When the word "ProjectId" shows up in a line of the records below, copy that line.

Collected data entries
***

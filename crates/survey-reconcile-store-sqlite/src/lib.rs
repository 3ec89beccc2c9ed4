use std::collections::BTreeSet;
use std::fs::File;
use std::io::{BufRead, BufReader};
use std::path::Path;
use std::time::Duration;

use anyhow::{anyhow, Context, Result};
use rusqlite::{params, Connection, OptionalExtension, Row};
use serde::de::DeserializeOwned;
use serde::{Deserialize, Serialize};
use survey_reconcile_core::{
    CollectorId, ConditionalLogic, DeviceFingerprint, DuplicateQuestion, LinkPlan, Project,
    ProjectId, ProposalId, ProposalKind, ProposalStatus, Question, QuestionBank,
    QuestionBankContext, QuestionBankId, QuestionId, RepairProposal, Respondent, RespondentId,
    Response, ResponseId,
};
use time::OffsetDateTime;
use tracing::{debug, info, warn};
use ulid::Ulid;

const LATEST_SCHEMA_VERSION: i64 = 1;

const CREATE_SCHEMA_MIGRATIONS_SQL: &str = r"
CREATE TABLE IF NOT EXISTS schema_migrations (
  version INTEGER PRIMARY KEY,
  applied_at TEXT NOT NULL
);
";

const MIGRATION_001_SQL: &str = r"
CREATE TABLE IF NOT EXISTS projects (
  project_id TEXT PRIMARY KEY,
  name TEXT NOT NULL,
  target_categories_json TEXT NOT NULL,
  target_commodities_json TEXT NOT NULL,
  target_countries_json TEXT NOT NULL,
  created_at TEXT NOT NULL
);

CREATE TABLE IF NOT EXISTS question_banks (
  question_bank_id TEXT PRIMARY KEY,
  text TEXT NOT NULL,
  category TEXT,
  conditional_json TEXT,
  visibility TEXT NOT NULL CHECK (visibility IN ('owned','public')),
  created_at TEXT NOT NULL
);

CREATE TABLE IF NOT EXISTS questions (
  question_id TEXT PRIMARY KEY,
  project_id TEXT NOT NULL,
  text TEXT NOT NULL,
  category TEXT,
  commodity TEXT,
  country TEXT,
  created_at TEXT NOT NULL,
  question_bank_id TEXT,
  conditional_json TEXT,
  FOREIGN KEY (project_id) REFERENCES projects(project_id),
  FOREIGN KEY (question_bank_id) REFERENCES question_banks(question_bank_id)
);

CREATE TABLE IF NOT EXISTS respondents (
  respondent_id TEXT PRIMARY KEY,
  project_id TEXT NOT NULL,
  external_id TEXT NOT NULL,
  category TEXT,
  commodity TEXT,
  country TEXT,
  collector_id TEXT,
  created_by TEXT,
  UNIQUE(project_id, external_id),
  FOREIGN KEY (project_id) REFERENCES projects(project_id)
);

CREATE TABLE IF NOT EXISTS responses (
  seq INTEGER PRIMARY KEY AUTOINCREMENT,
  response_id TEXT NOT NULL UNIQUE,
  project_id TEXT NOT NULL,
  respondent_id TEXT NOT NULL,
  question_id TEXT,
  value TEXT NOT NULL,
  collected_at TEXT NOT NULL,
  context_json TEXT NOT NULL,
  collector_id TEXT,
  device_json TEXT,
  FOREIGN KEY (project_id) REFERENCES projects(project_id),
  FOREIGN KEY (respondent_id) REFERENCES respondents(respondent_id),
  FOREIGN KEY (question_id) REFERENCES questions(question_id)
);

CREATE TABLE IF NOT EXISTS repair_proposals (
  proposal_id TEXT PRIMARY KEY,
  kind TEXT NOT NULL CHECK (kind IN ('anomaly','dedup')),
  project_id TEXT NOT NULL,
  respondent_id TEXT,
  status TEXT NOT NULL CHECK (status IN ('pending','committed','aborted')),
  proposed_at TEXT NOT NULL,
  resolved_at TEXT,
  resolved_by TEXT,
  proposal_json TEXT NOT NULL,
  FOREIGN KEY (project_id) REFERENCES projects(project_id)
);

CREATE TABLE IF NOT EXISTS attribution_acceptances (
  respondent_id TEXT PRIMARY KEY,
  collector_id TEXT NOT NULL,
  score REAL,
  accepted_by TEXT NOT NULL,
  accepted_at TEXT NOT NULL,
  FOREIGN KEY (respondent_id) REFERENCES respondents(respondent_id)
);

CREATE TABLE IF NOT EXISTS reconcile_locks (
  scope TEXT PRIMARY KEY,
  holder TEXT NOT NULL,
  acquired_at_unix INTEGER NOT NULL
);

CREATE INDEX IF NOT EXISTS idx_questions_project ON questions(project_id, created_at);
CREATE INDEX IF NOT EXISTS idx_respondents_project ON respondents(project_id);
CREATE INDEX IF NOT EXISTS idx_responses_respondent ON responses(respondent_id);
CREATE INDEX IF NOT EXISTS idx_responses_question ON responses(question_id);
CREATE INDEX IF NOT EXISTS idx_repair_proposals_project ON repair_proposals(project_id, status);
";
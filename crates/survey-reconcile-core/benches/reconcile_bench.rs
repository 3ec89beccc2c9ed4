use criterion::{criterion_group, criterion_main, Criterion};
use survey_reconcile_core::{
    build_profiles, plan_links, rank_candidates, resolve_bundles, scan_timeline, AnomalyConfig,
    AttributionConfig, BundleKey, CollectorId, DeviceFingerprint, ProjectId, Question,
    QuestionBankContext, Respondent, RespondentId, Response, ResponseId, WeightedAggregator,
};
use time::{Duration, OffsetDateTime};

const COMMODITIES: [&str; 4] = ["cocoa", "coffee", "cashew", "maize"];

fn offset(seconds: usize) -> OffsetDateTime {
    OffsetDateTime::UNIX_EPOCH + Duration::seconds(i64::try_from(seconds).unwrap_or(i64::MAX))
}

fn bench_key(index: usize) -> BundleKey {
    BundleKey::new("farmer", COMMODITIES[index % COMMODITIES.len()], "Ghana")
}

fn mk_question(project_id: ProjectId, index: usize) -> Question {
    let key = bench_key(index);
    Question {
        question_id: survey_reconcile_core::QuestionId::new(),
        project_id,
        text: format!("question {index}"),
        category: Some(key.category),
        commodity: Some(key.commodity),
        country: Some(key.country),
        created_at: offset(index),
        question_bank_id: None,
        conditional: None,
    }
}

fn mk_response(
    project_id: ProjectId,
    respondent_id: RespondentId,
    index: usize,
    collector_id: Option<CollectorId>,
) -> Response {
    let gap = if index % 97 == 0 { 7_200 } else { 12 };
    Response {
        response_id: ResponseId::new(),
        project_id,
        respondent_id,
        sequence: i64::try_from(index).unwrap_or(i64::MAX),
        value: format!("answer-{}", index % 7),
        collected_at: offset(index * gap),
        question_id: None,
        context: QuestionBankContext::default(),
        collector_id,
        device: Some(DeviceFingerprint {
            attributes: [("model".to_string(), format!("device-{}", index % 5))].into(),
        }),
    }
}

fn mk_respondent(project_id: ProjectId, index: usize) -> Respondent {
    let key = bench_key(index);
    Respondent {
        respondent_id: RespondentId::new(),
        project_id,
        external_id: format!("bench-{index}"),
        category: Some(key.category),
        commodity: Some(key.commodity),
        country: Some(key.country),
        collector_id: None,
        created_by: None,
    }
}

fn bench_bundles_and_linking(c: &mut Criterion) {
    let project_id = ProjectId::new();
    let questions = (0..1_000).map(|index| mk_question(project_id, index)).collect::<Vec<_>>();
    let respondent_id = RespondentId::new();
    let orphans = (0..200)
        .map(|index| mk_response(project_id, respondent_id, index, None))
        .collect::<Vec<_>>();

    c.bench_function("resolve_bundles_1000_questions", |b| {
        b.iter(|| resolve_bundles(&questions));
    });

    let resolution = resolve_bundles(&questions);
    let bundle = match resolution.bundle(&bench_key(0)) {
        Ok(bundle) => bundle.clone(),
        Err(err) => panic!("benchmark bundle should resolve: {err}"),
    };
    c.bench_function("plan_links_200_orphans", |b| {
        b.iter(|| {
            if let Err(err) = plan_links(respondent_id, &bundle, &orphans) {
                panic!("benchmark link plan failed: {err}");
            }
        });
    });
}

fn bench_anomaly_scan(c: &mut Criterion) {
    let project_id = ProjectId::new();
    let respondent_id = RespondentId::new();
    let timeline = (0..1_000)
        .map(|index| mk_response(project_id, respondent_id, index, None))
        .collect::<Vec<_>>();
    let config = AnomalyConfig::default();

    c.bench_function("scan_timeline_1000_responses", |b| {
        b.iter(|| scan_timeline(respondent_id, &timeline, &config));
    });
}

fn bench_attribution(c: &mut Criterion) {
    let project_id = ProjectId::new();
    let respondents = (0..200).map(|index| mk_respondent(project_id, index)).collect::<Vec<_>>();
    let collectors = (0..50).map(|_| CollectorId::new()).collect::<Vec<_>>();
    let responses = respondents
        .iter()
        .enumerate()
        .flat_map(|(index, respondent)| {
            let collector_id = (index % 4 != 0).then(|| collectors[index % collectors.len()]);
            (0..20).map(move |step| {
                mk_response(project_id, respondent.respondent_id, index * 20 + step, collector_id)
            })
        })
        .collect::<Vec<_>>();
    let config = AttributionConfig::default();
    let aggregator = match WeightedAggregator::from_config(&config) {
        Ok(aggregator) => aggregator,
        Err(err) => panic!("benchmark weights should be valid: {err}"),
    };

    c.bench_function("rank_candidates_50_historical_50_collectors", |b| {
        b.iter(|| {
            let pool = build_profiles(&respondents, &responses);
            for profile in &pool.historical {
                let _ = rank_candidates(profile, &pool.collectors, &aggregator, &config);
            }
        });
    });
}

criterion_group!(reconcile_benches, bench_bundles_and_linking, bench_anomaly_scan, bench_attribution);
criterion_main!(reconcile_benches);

***

Result:
    ProjectId, ProposalId, ProposalKind, ProposalStatus, Question, QuestionBank,
    AttributionConfig, BundleKey, CollectorId, DeviceFingerprint, ProjectId, Question,
fn mk_question(project_id: ProjectId, index: usize) -> Question {
    project_id: ProjectId,
fn mk_respondent(project_id: ProjectId, index: usize) -> Respondent {
    let project_id = ProjectId::new();
    let project_id = ProjectId::new();
    let project_id = ProjectId::new();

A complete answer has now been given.